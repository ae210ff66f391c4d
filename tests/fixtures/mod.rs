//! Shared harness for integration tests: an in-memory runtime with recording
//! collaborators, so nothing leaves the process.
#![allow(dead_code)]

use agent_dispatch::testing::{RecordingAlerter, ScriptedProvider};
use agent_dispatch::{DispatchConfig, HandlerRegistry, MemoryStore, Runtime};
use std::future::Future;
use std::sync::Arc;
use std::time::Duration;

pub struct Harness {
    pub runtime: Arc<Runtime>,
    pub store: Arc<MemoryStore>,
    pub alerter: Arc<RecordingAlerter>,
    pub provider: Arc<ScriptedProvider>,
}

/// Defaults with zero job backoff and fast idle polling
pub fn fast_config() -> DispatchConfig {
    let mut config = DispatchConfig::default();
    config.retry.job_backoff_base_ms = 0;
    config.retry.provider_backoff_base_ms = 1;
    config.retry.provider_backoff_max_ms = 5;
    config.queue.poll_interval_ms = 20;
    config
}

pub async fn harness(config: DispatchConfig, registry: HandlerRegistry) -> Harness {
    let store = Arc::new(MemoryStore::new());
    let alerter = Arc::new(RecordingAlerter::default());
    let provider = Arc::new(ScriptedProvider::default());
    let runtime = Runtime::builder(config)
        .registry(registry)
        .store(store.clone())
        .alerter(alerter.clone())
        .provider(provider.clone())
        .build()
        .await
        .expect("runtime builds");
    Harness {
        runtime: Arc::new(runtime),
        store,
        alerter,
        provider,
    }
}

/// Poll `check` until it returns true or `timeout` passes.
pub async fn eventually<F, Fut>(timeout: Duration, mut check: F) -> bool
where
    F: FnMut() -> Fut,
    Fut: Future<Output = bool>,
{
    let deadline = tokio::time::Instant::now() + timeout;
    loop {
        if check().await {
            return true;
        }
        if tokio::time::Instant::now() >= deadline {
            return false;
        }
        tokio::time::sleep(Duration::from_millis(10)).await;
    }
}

---+---

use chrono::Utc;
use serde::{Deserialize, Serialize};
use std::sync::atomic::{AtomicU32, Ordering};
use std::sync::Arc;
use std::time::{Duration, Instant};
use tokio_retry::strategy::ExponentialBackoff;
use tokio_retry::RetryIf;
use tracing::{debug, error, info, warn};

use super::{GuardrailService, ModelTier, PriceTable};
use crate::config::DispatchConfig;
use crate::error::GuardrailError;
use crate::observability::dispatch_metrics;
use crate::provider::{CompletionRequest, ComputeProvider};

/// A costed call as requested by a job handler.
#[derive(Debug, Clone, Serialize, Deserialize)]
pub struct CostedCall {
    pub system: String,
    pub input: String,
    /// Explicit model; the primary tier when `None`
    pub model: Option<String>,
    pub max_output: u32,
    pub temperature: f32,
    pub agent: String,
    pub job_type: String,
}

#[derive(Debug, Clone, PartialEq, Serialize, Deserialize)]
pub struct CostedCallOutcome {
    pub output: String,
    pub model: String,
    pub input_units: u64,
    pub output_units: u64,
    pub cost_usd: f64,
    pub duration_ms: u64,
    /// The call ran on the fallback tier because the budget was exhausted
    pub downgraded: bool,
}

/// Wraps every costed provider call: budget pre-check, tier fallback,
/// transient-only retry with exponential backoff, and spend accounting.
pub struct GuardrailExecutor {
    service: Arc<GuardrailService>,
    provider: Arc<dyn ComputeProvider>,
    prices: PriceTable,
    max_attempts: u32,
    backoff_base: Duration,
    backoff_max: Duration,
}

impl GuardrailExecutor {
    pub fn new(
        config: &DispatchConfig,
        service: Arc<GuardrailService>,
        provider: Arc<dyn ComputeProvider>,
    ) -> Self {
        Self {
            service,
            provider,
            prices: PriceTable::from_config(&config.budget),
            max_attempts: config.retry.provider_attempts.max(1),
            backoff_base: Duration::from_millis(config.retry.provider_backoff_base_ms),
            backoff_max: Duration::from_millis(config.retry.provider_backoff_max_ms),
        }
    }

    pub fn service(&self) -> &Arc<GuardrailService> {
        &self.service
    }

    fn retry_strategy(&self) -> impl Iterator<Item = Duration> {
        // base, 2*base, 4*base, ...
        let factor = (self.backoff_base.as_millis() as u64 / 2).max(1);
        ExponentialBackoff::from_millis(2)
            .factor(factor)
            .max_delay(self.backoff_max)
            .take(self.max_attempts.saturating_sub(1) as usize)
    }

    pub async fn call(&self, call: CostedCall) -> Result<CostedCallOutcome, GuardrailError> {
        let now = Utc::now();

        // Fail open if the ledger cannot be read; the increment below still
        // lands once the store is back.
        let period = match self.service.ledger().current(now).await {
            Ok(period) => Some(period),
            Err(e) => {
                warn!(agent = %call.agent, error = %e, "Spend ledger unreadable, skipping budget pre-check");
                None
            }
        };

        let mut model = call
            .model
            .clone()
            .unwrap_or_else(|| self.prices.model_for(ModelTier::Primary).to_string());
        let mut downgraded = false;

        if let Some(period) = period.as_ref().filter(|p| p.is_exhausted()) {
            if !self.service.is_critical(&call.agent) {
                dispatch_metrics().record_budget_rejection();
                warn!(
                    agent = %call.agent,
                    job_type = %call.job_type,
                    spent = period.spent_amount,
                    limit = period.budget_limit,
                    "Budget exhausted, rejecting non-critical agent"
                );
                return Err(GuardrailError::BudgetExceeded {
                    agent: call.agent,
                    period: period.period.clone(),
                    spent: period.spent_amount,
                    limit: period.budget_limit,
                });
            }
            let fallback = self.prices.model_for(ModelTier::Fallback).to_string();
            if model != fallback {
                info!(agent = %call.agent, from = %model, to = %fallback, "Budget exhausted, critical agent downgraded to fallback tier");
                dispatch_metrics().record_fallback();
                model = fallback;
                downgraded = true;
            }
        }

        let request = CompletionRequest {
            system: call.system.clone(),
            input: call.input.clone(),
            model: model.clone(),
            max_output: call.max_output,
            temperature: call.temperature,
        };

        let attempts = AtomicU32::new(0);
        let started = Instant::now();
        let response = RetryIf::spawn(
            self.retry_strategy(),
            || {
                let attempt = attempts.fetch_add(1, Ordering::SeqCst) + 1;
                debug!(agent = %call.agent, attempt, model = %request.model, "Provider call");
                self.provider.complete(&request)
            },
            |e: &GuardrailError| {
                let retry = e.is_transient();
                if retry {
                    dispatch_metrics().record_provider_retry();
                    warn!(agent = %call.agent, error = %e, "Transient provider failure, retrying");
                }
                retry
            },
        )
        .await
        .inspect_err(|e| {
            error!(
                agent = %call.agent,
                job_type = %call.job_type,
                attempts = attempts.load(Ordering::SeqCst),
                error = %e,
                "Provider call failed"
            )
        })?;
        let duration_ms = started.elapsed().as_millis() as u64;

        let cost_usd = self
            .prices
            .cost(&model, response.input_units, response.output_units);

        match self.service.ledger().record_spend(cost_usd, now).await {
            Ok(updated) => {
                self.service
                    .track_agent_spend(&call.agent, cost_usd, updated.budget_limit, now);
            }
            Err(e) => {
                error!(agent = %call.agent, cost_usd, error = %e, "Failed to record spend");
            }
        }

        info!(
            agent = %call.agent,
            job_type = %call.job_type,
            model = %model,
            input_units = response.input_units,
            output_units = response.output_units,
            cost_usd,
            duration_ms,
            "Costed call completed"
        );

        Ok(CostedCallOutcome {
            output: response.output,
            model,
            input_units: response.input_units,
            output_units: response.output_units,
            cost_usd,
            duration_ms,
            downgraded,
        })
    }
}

---+---

What this task involves: All lines of the listing holding the string "RecordingAlerter" must be returned, copied as they stand.

Answer for the task:
use agent_dispatch::testing::{RecordingAlerter, ScriptedProvider};
    pub alerter: Arc<RecordingAlerter>,
    let alerter = Arc::new(RecordingAlerter::default());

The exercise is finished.